Dans les décennies d’après-guerre tout cela allait de soi, en particulier pour la gauche, qu’elle soit libérale, socialiste ou communiste, réformiste ou révolutionnaire, « modérée » ou « extrême » – en un consensus qui, loin d’être naturel, était le fruit d’une longue histoire. Au milieu du XVIème siècle, la première mondialisation avait violemment entrechoqué les civilisations et directement questionné l’unité du genre humain. Bien qu’affirmée une première fois vers 1530 par la bulle Veritas ipsa du Pape Paul III, cette unité est restée fortement contestée en Occident comme en témoigne la très fameuse controverse entre Sepúlveda et Las Casas à Valladolid, au milieu du siècle, qui portait précisément sur ce point : savoir si les différences entre Européens et Amérindiens étaient des différences accidentelles ou des différences substantielles, s’il y avait ou non, des deux côtés de l’Océan, communauté de nature (et donc virtuellement de droits). C’est sur l’affirmation d’unité, héritage de Bartolomé de las Casas, peu à peu consolidée par les humanistes et de plus en plus largement partagée, que siècle après siècle s’est construit notre édifice des droits humains, référentiel éthique de tous les progressistes.

Or, ce consensus est aujourd’hui remis en cause et l’imaginaire de gauche amorce un étrange virage vers les thèses de Sepúlveda en version inversée ! Certaines différences physiques ou psychiques sont vécues et considérées comme d’irréductibles différences de nature, constituant ainsi des minorités dont la défense en tant que telles (ou la destruction) devient l’enjeu politique premier. Or, lorsque dans l’esprit d’un nombre croissant de militants ou d’électeurs se réclamant de la gauche, les individus se définissent principalement non par leur commune citoyenneté, ni même par leur commune humanité, mais par leur « race » ou leur « genre », l’humanisme universaliste n’est plus une évidence et redevient sujet de débat. Un débat qu’il faut accepter et affronter.

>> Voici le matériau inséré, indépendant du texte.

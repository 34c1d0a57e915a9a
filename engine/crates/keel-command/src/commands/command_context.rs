use keel_gfx::resource_state::ResourceState;
use keel_gfx::resources::handles::GfxResourceHandle;
use keel_gfx::resources::state_store::ResourceStateStore;
use keel_state_tracker::{ResourceBarrier, ResourceStateTracker};

use crate::commands::bindings::GfxBindings;
use crate::commands::command_list::{GfxCommandList, RecordedCommand};
use crate::commands::command_queue::QueueKind;

/// 命令录制上下文
///
/// 持有一个正在录制的命令列表和它的状态追踪器。每条用到资源的命令先向追踪器请求状态，
/// 追踪器返回的 barrier 作为一条命令插在该命令之前。
///
/// 第一次使用某个资源时不会产生 barrier，它的前置状态要等到提交时才能确定，
/// 由 [`crate::commands::command_queue::GfxCommandQueue`] 放进序言列表。
///
/// # 使用示例
/// ```ignore
/// let mut ctx = GfxCommandContext::new("gbuffer-pass", QueueKind::Direct);
/// ctx.clear_render_target(&manager, albedo, [0.0; 4]);
/// ctx.draw(&manager, &GfxBindings::default().render_target(albedo), 3, 1);
/// let recorded = ctx.finish();
/// queue.execute_command_lists(&mut manager, vec![recorded])?;
/// ```
#[derive(Debug)]
pub struct GfxCommandContext {
    queue_kind: QueueKind,
    command_list: GfxCommandList,
    tracker: ResourceStateTracker,
}

// new & init
impl GfxCommandContext {
    pub fn new(name: impl Into<String>, queue_kind: QueueKind) -> Self {
        Self {
            queue_kind,
            command_list: GfxCommandList::new(name),
            tracker: ResourceStateTracker::new(),
        }
    }
}

// getter
impl GfxCommandContext {
    #[inline]
    pub fn name(&self) -> &str {
        self.command_list.name()
    }

    #[inline]
    pub fn queue_kind(&self) -> QueueKind {
        self.queue_kind
    }

    #[inline]
    pub fn command_list(&self) -> &GfxCommandList {
        &self.command_list
    }

    #[inline]
    pub fn tracker(&self) -> &ResourceStateTracker {
        &self.tracker
    }
}

// 状态请求
impl GfxCommandContext {
    fn require<S: ResourceStateStore + ?Sized>(
        &mut self,
        store: &S,
        resource: GfxResourceHandle,
        state: ResourceState,
        barriers: &mut Vec<ResourceBarrier>,
    ) {
        self.tracker.track(store, resource);
        barriers.extend(self.tracker.convert_resource_state(resource, state));
    }

    fn require_sub<S: ResourceStateStore + ?Sized>(
        &mut self,
        store: &S,
        resource: GfxResourceHandle,
        subresource: u32,
        state: ResourceState,
        barriers: &mut Vec<ResourceBarrier>,
    ) {
        self.tracker.track(store, resource);
        barriers.extend(self.tracker.convert_sub_resource_state(resource, subresource, state));
    }

    fn require_bindings<S: ResourceStateStore + ?Sized>(
        &mut self,
        store: &S,
        command: &str,
        bindings: &GfxBindings,
        barriers: &mut Vec<ResourceBarrier>,
    ) {
        if let Some((resource, state)) = bindings.find_conflict() {
            panic!("`{command}` in list `{}` binds {resource:?} as {state}", self.name());
        }
        for (resource, state) in bindings.required_states() {
            self.require(store, resource, state, barriers);
        }
    }

    /// 先写入这条命令需要的 barrier，再写入命令本身
    fn record(&mut self, barriers: Vec<ResourceBarrier>, command: RecordedCommand) {
        self.command_list.resource_barrier(barriers);
        self.command_list.push(command);
    }

    fn assert_queue_supports(&self, command: &str, supported: &[QueueKind]) {
        assert!(
            supported.contains(&self.queue_kind),
            "`{command}` is not supported on a {:?} queue (list `{}`)",
            self.queue_kind,
            self.name()
        );
    }
}

// 显式转换
impl GfxCommandContext {
    /// 整个资源转换到 `state`
    ///
    /// 只在资源之后的用法不由命令本身表达时需要，比如交给其他队列或者外部 API 使用。
    pub fn transition_resource<S: ResourceStateStore + ?Sized>(
        &mut self,
        store: &S,
        resource: GfxResourceHandle,
        state: ResourceState,
    ) {
        let mut barriers = Vec::new();
        self.require(store, resource, state, &mut barriers);
        self.command_list.resource_barrier(barriers);
    }

    pub fn transition_subresource<S: ResourceStateStore + ?Sized>(
        &mut self,
        store: &S,
        resource: GfxResourceHandle,
        subresource: u32,
        state: ResourceState,
    ) {
        let mut barriers = Vec::new();
        self.require_sub(store, resource, subresource, state, &mut barriers);
        self.command_list.resource_barrier(barriers);
    }
}

// 数据传输类型
impl GfxCommandContext {
    /// - 支持的 queue：direct，compute，copy
    pub fn copy_resource<S: ResourceStateStore + ?Sized>(
        &mut self,
        store: &S,
        dst: GfxResourceHandle,
        src: GfxResourceHandle,
    ) {
        assert_ne!(dst, src, "copy source and destination must be different resources");

        let mut barriers = Vec::new();
        self.require(store, dst, ResourceState::COPY_DEST, &mut barriers);
        self.require(store, src, ResourceState::COPY_SOURCE, &mut barriers);
        self.record(barriers, RecordedCommand::CopyResource { dst, src });
    }

    /// - 支持的 queue：direct，compute，copy
    pub fn copy_buffer_region<S: ResourceStateStore + ?Sized>(
        &mut self,
        store: &S,
        dst: GfxResourceHandle,
        dst_offset: u64,
        src: GfxResourceHandle,
        src_offset: u64,
        size: u64,
    ) {
        let mut barriers = Vec::new();
        self.require(store, dst, ResourceState::COPY_DEST, &mut barriers);
        if src != dst {
            self.require(store, src, ResourceState::COPY_SOURCE, &mut barriers);
        }
        self.record(
            barriers,
            RecordedCommand::CopyBufferRegion {
                dst,
                dst_offset,
                src,
                src_offset,
                size,
            },
        );
    }

    /// 多重采样 resolve，只涉及两个 subresource
    ///
    /// - 支持的 queue：direct
    pub fn resolve_subresource<S: ResourceStateStore + ?Sized>(
        &mut self,
        store: &S,
        dst: GfxResourceHandle,
        dst_subresource: u32,
        src: GfxResourceHandle,
        src_subresource: u32,
    ) {
        self.assert_queue_supports("resolve_subresource", &[QueueKind::Direct]);

        let mut barriers = Vec::new();
        self.require_sub(store, dst, dst_subresource, ResourceState::RESOLVE_DEST, &mut barriers);
        self.require_sub(store, src, src_subresource, ResourceState::RESOLVE_SOURCE, &mut barriers);
        self.record(
            barriers,
            RecordedCommand::ResolveSubresource {
                dst,
                dst_subresource,
                src,
                src_subresource,
            },
        );
    }
}

// 图形 & 计算
impl GfxCommandContext {
    /// - 支持的 queue：direct
    pub fn clear_render_target<S: ResourceStateStore + ?Sized>(
        &mut self,
        store: &S,
        target: GfxResourceHandle,
        color: [f32; 4],
    ) {
        self.assert_queue_supports("clear_render_target", &[QueueKind::Direct]);

        let mut barriers = Vec::new();
        self.require(store, target, ResourceState::RENDER_TARGET, &mut barriers);
        self.record(barriers, RecordedCommand::ClearRenderTarget { target, color });
    }

    /// - 支持的 queue：direct
    pub fn clear_depth_stencil<S: ResourceStateStore + ?Sized>(
        &mut self,
        store: &S,
        target: GfxResourceHandle,
        depth: f32,
        stencil: u8,
    ) {
        self.assert_queue_supports("clear_depth_stencil", &[QueueKind::Direct]);

        let mut barriers = Vec::new();
        self.require(store, target, ResourceState::DEPTH_WRITE, &mut barriers);
        self.record(barriers, RecordedCommand::ClearDepthStencil { target, depth, stencil });
    }

    /// 所有绑定的资源一次性转换，barrier 合并成一条命令
    ///
    /// - 支持的 queue：direct
    pub fn draw<S: ResourceStateStore + ?Sized>(
        &mut self,
        store: &S,
        bindings: &GfxBindings,
        vertex_count: u32,
        instance_count: u32,
    ) {
        self.assert_queue_supports("draw", &[QueueKind::Direct]);

        let mut barriers = Vec::new();
        self.require_bindings(store, "draw", bindings, &mut barriers);
        self.record(
            barriers,
            RecordedCommand::Draw {
                vertex_count,
                instance_count,
            },
        );
    }

    /// - 支持的 queue：direct，compute
    pub fn dispatch<S: ResourceStateStore + ?Sized>(
        &mut self,
        store: &S,
        bindings: &GfxBindings,
        group_count: [u32; 3],
    ) {
        self.assert_queue_supports("dispatch", &[QueueKind::Direct, QueueKind::Compute]);
        assert!(
            bindings.is_compute_compatible(),
            "dispatch in list `{}` binds resources in graphics-only states",
            self.name()
        );

        let mut barriers = Vec::new();
        self.require_bindings(store, "dispatch", bindings, &mut barriers);
        self.record(barriers, RecordedCommand::Dispatch { group_count });
    }

    /// - 支持的 queue：direct
    pub fn present<S: ResourceStateStore + ?Sized>(&mut self, store: &S, back_buffer: GfxResourceHandle) {
        self.assert_queue_supports("present", &[QueueKind::Direct]);

        let mut barriers = Vec::new();
        self.require(store, back_buffer, ResourceState::PRESENT, &mut barriers);
        self.record(barriers, RecordedCommand::Present { back_buffer });
    }
}

// 结束录制
impl GfxCommandContext {
    /// 结束录制，交出命令列表和仍在追踪中的状态
    ///
    /// 上下文之后可以继续录制新的列表。
    pub fn finish(&mut self) -> RecordedCommandList {
        let next = GfxCommandList::new(self.name());
        let command_list = std::mem::replace(&mut self.command_list, next);
        log::debug!(
            "finish `{}`: {} commands, {} tracked resources",
            command_list.name(),
            command_list.commands().len(),
            self.tracker.tracked_count()
        );

        RecordedCommandList {
            queue_kind: self.queue_kind,
            command_list,
            tracker: std::mem::take(&mut self.tracker),
        }
    }

    /// 丢弃已经录制的内容，资源状态不受影响
    pub fn reset(&mut self) {
        self.tracker.cancel();
        self.command_list.clear();
    }
}

/// 录制完成、等待提交的命令列表
///
/// 追踪器仍然打开：首次请求还没有解析，最终状态还没有写回资源。
/// 交给 [`crate::commands::command_queue::GfxCommandQueue::execute_command_lists`] 提交，或者调用 [`Self::discard`]。
#[derive(Debug)]
pub struct RecordedCommandList {
    queue_kind: QueueKind,
    command_list: GfxCommandList,
    tracker: ResourceStateTracker,
}

// getter
impl RecordedCommandList {
    #[inline]
    pub fn name(&self) -> &str {
        self.command_list.name()
    }

    #[inline]
    pub fn queue_kind(&self) -> QueueKind {
        self.queue_kind
    }

    #[inline]
    pub fn command_list(&self) -> &GfxCommandList {
        &self.command_list
    }

    #[inline]
    pub fn tracker(&self) -> &ResourceStateTracker {
        &self.tracker
    }

    #[inline]
    pub(crate) fn into_parts(self) -> (GfxCommandList, ResourceStateTracker) {
        (self.command_list, self.tracker)
    }
}

impl RecordedCommandList {
    /// 放弃提交，不修改任何资源的状态
    pub fn discard(mut self) {
        if !self.command_list.is_empty() {
            log::warn!(
                "discard `{}` with {} recorded commands",
                self.command_list.name(),
                self.command_list.commands().len()
            );
        }
        self.tracker.cancel();
    }
}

L’archipélisation de la société, la construction identitaire de groupes d’appartenance par ethnie, couleur de peau, religion, sexe, genre revendiqué, etc., et leur essentialisation est indéniablement un phénomène en voie de généralisation. On s’agrège à une communauté pour y trouver, non pas seulement protection et confort, mais surtout le sentiment intime d’une identité irréductible dont découle un système de valeurs et de vérités défini non pas au sein mais en dehors de la Cité. Suprémacisme blanc et islamisme procèdent, sous une forme hystérisée, de cette même dynamique radicalement excluante qu’on retrouve par exemple dans l’antisémitisme ordinaire des salons ou des banlieues, ou encore dans les nouvelles formes de censure sévissant dans certaines universités. Nulle place pour le débat, pour la bonne et simple raison que pour débattre il faut au moins partager la conviction que la possibilité même du débat a une valeur universelle, supérieure à celle des vérités subjectives en débat. Or l’hypothèse racialiste, à l’opposé de l’universalisme, postule que la tribu, dont la définition repose en général sur une hérédité ou une génétique fantasmée, a par essence des droits naturels propres, détient une vérité insusceptible de compromis.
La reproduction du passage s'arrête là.